### What this task involves:
Return only the final portion of the entries: the line with "report.failures.len()" and every line after it, each one exact.
* * * * * * * * *
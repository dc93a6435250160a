use std::error::Error;

use chrono::{NaiveDate, Utc};
use clap::{Args, Parser, Subcommand};
use sea_orm::Database;
use uuid::Uuid;

use engine::{
    Engine, ExtraFeeCmd, Money, NewHouseCmd, NewUserCmd, RecordTransactionCmd, RentCycleCmd,
    RentCycleMode, RentReference, TenantCmd, TransactionKind, TransactionListFilter,
    TransactionMeans, UnitGroupCmd,
};
use migration::MigratorTrait;

#[derive(Parser, Debug)]
#[command(name = "kodisha_admin")]
#[command(about = "Admin utilities for Kodisha (bootstrap records, run rent cycles)")]
struct Cli {
    /// Database connection string (also read from `DATABASE_URL`).
    #[arg(
        long,
        env = "DATABASE_URL",
        default_value = "sqlite:./kodisha.db?mode=rwc"
    )]
    database_url: String,

    #[command(subcommand)]
    command: Command,
}

#[derive(Subcommand, Debug)]
enum Command {
    User(User),
    House(House),
    Group(Group),
    Tenant(Tenant),
    Fee(Fee),
    Tx(Tx),
    Account(AccountArgs),
    Rent(Rent),
}

#[derive(Args, Debug)]
struct User {
    #[command(subcommand)]
    command: UserCommand,
}

#[derive(Subcommand, Debug)]
enum UserCommand {
    Create(UserCreateArgs),
}

#[derive(Args, Debug)]
struct UserCreateArgs {
    #[arg(long)]
    username: String,
    #[arg(long)]
    first_name: Option<String>,
    #[arg(long)]
    last_name: Option<String>,
    #[arg(long)]
    email: Option<String>,
    #[arg(long)]
    phone_number: Option<String>,
}

#[derive(Args, Debug)]
struct House {
    #[command(subcommand)]
    command: HouseCommand,
}

#[derive(Subcommand, Debug)]
enum HouseCommand {
    Create(HouseCreateArgs),
}

#[derive(Args, Debug)]
struct HouseCreateArgs {
    #[arg(long)]
    name: String,
    #[arg(long)]
    address: String,
    #[arg(long)]
    description: Option<String>,
}

#[derive(Args, Debug)]
struct Group {
    #[command(subcommand)]
    command: GroupCommand,
}

#[derive(Subcommand, Debug)]
enum GroupCommand {
    Create(GroupCreateArgs),
    Grow(GroupGrowArgs),
    Show(GroupShowArgs),
}

#[derive(Args, Debug)]
struct GroupCreateArgs {
    #[arg(long)]
    house_id: Uuid,
    #[arg(long)]
    name: String,
    #[arg(long)]
    abbreviated_name: String,
    #[arg(long)]
    units: u32,
    /// Monthly rent, e.g. "5000" or "5000.50".
    #[arg(long)]
    rent: String,
    /// Deposit, same format as --rent.
    #[arg(long, default_value = "0")]
    deposit: String,
    #[arg(long)]
    unit_name_format: Option<String>,
    #[arg(long)]
    unit_abbreviated_name_format: Option<String>,
}

#[derive(Args, Debug)]
struct GroupGrowArgs {
    #[arg(long)]
    group_id: Uuid,
    /// New target unit count.
    #[arg(long)]
    units: u32,
}

#[derive(Args, Debug)]
struct GroupShowArgs {
    #[arg(long)]
    group_id: Uuid,
}

#[derive(Args, Debug)]
struct Tenant {
    #[command(subcommand)]
    command: TenantCommand,
}

#[derive(Subcommand, Debug)]
enum TenantCommand {
    Create(TenantCreateArgs),
    Assign(TenantAssignArgs),
    Release(TenantIdArgs),
    Remove(TenantIdArgs),
}

#[derive(Args, Debug)]
struct TenantCreateArgs {
    #[arg(long)]
    username: String,
    #[arg(long)]
    unit_id: Option<Uuid>,
    /// Lease start (YYYY-MM-DD); defaults to today.
    #[arg(long)]
    lease_start: Option<NaiveDate>,
    #[arg(long)]
    lease_end: Option<NaiveDate>,
}

#[derive(Args, Debug)]
struct TenantAssignArgs {
    #[arg(long)]
    tenant_id: Uuid,
    #[arg(long)]
    unit_id: Uuid,
    /// Effective date (YYYY-MM-DD); defaults to today.
    #[arg(long)]
    date: Option<NaiveDate>,
}

#[derive(Args, Debug)]
struct TenantIdArgs {
    #[arg(long)]
    tenant_id: Uuid,
}

#[derive(Args, Debug)]
struct Fee {
    #[command(subcommand)]
    command: FeeCommand,
}

#[derive(Subcommand, Debug)]
enum FeeCommand {
    Create(FeeCreateArgs),
    Add(FeeLinkArgs),
    Remove(FeeLinkArgs),
}

#[derive(Args, Debug)]
struct FeeCreateArgs {
    #[arg(long)]
    name: String,
    #[arg(long)]
    details: String,
    /// Fee amount, e.g. "300" or "300.50".
    #[arg(long)]
    amount: String,
}

#[derive(Args, Debug)]
struct FeeLinkArgs {
    #[arg(long)]
    tenant_id: Uuid,
    #[arg(long)]
    fee_id: Uuid,
}

#[derive(Args, Debug)]
struct Tx {
    #[command(subcommand)]
    command: TxCommand,
}

#[derive(Subcommand, Debug)]
enum TxCommand {
    Record(TxRecordArgs),
    List(TxListArgs),
}

#[derive(Args, Debug)]
struct TxRecordArgs {
    #[arg(long)]
    username: String,
    /// One of: Deposit, Withdrawal, "Rent Payment", "Fee Payment".
    #[arg(long, value_parser = parse_kind)]
    kind: TransactionKind,
    /// One of: Cash, M-PESA, Bank, Other.
    #[arg(long, value_parser = parse_means, default_value = "Cash")]
    means: TransactionMeans,
    /// Amount, e.g. "1500" or "1500.75".
    #[arg(long)]
    amount: String,
    /// Gateway reference; leave unset for Cash.
    #[arg(long)]
    reference: Option<String>,
    #[arg(long)]
    notes: Option<String>,
}

#[derive(Args, Debug)]
struct TxListArgs {
    #[arg(long)]
    username: String,
    #[arg(long, value_parser = parse_kind)]
    kind: Option<TransactionKind>,
    #[arg(long, value_parser = parse_means)]
    means: Option<TransactionMeans>,
    #[arg(long, default_value_t = 20)]
    limit: u64,
}

#[derive(Args, Debug)]
struct AccountArgs {
    #[command(subcommand)]
    command: AccountCommand,
}

#[derive(Subcommand, Debug)]
enum AccountCommand {
    Show(AccountShowArgs),
}

#[derive(Args, Debug)]
struct AccountShowArgs {
    #[arg(long)]
    username: String,
}

#[derive(Args, Debug)]
struct Rent {
    #[command(subcommand)]
    command: RentCommand,
}

#[derive(Subcommand, Debug)]
enum RentCommand {
    Run(RentRunArgs),
}

#[derive(Args, Debug)]
struct RentRunArgs {
    #[arg(long)]
    group_id: Uuid,
    /// Cycle date (YYYY-MM-DD); defaults to today.
    #[arg(long)]
    as_of: Option<NaiveDate>,
    /// Skip the due-date filter and charge every occupied unit.
    #[arg(long)]
    demo: bool,
    /// Record the charges as Cash with the `--` sentinel reference instead
    /// of generated tokens.
    #[arg(long)]
    cash_reference: bool,
}

fn parse_kind(raw: &str) -> Result<TransactionKind, String> {
    TransactionKind::try_from(raw).map_err(|err| err.to_string())
}

fn parse_means(raw: &str) -> Result<TransactionMeans, String> {
    TransactionMeans::try_from(raw).map_err(|err| err.to_string())
}

fn parse_amount(raw: &str) -> Result<i64, Box<dyn Error + Send + Sync>> {
    let money: Money = raw.parse()?;
    Ok(money.minor())
}

#[tokio::main]
async fn main() -> Result<(), Box<dyn Error + Send + Sync>> {
    let cli = Cli::parse();

    let db = Database::connect(&cli.database_url).await?;
    migration::Migrator::up(&db, None).await?;
    let engine = Engine::builder().database(db).build().await?;

    match cli.command {
        Command::User(user) => match user.command {
            UserCommand::Create(args) => {
                let mut cmd = NewUserCmd::new(args.username);
                if let Some(first_name) = args.first_name {
                    cmd = cmd.first_name(first_name);
                }
                if let Some(last_name) = args.last_name {
                    cmd = cmd.last_name(last_name);
                }
                if let Some(email) = args.email {
                    cmd = cmd.email(email);
                }
                if let Some(phone_number) = args.phone_number {
                    cmd = cmd.phone_number(phone_number);
                }
                let user_id = engine.create_user(cmd).await?;
                println!("created user {user_id}");
            }
        },
        Command::House(house) => match house.command {
            HouseCommand::Create(args) => {
                let mut cmd = NewHouseCmd::new(args.name, args.address);
                if let Some(description) = args.description {
                    cmd = cmd.description(description);
                }
                let house_id = engine.create_house(cmd).await?;
                println!("created house {house_id}");
            }
        },
        Command::Group(group) => match group.command {
            GroupCommand::Create(args) => {
                let mut cmd = UnitGroupCmd::new(
                    args.house_id,
                    args.name,
                    args.abbreviated_name,
                    args.units,
                    parse_amount(&args.rent)?,
                )
                .deposit_minor(parse_amount(&args.deposit)?);
                if let Some(format) = args.unit_name_format {
                    cmd = cmd.unit_name_format(format);
                }
                if let Some(format) = args.unit_abbreviated_name_format {
                    cmd = cmd.unit_abbreviated_name_format(format);
                }
                let group_id = engine.create_unit_group(cmd).await?;
                println!("created unit group {group_id}");
            }
            GroupCommand::Grow(args) => {
                let created = engine.set_number_of_units(args.group_id, args.units).await?;
                println!("created {created} new unit(s)");
            }
            GroupCommand::Show(args) => {
                let summary = engine.unit_group_summary(args.group_id).await?;
                println!("{}", serde_json::to_string_pretty(&summary)?);
            }
        },
        Command::Tenant(tenant) => match tenant.command {
            TenantCommand::Create(args) => {
                let lease_start = args.lease_start.unwrap_or_else(today);
                let mut cmd = TenantCmd::new(args.username, lease_start);
                if let Some(unit_id) = args.unit_id {
                    cmd = cmd.unit_id(unit_id);
                }
                if let Some(lease_end) = args.lease_end {
                    cmd = cmd.lease_end_date(lease_end);
                }
                let tenant_id = engine.create_tenant(cmd).await?;
                println!("created tenant {tenant_id}");
            }
            TenantCommand::Assign(args) => {
                let date = args.date.unwrap_or_else(today);
                engine.assign_unit(args.tenant_id, args.unit_id, date).await?;
                println!("assigned unit {} to tenant {}", args.unit_id, args.tenant_id);
            }
            TenantCommand::Release(args) => {
                engine.release_unit(args.tenant_id).await?;
                println!("released tenant {}", args.tenant_id);
            }
            TenantCommand::Remove(args) => {
                engine.remove_tenant(args.tenant_id).await?;
                println!("removed tenant {}", args.tenant_id);
            }
        },
        Command::Fee(fee) => match fee.command {
            FeeCommand::Create(args) => {
                let fee_id = engine
                    .create_extra_fee(ExtraFeeCmd::new(
                        args.name,
                        args.details,
                        parse_amount(&args.amount)?,
                    ))
                    .await?;
                println!("created fee {fee_id}");
            }
            FeeCommand::Add(args) => {
                engine.add_extra_fee(args.tenant_id, args.fee_id).await?;
                println!("fee {} now applies to tenant {}", args.fee_id, args.tenant_id);
            }
            FeeCommand::Remove(args) => {
                engine.remove_extra_fee(args.tenant_id, args.fee_id).await?;
                println!("fee {} detached from tenant {}", args.fee_id, args.tenant_id);
            }
        },
        Command::Tx(tx) => match tx.command {
            TxCommand::Record(args) => {
                let mut cmd = RecordTransactionCmd::new(
                    args.username,
                    args.kind,
                    args.means,
                    parse_amount(&args.amount)?,
                    Utc::now(),
                );
                if let Some(reference) = args.reference {
                    cmd = cmd.reference(reference);
                }
                if let Some(notes) = args.notes {
                    cmd = cmd.notes(notes);
                }
                let tx_id = engine.record_transaction(cmd).await?;
                println!("recorded transaction {tx_id}");
            }
            TxCommand::List(args) => {
                let mut filter = TransactionListFilter::default().limit(args.limit);
                if let Some(kind) = args.kind {
                    filter = filter.kind(kind);
                }
                if let Some(means) = args.means {
                    filter = filter.means(means);
                }
                let transactions = engine.list_transactions(&args.username, filter).await?;
                for tx in transactions {
                    println!(
                        "{}  {:<12}  {:<8}  {}  (ref {})",
                        tx.created_at.format("%Y-%m-%d"),
                        tx.kind.as_str(),
                        tx.means.as_str(),
                        tx.amount,
                        tx.reference,
                    );
                }
            }
        },
        Command::Account(account) => match account.command {
            AccountCommand::Show(args) => {
                let account = engine.account_for(&args.username).await?;
                println!(
                    "balance {}  debt {}",
                    account.balance,
                    account.debt_amount()
                );
            }
        },
        Command::Rent(rent) => match rent.command {
            RentCommand::Run(args) => {
                let mut cmd = RentCycleCmd::new(args.group_id, args.as_of.unwrap_or_else(today));
                if args.demo {
                    cmd = cmd.mode(RentCycleMode::Demo);
                }
                if args.cash_reference {
                    cmd = cmd.reference(RentReference::CashSentinel);
                }
                let report = engine.process_rent_payments(cmd).await?;
                for charge in &report.charged {
                    println!("charged {}  {}", charge.unit_name, charge.amount);
                }
                for failure in &report.failures {
                    println!("FAILED {}: {}", failure.unit_name, failure.error);
                }
                println!(
                    "charged {} unit(s), skipped {}, {} failure(s)",
                    report.charged.len(),
                    report.skipped,
                    report.failures.len()
                );
                if !report.failures.is_empty() {
                    std::process::exit(1);
                }
            }
        },
    }

    Ok(())
}

fn today() -> NaiveDate {
    Utc::now().date_naive()
}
* * * * * * * * *
### Expected output:
                    report.failures.len()
                );
                if !report.failures.is_empty() {
                    std::process::exit(1);
                }
            }
        },
    }

    Ok(())
}

fn today() -> NaiveDate {
    Utc::now().date_naive()
}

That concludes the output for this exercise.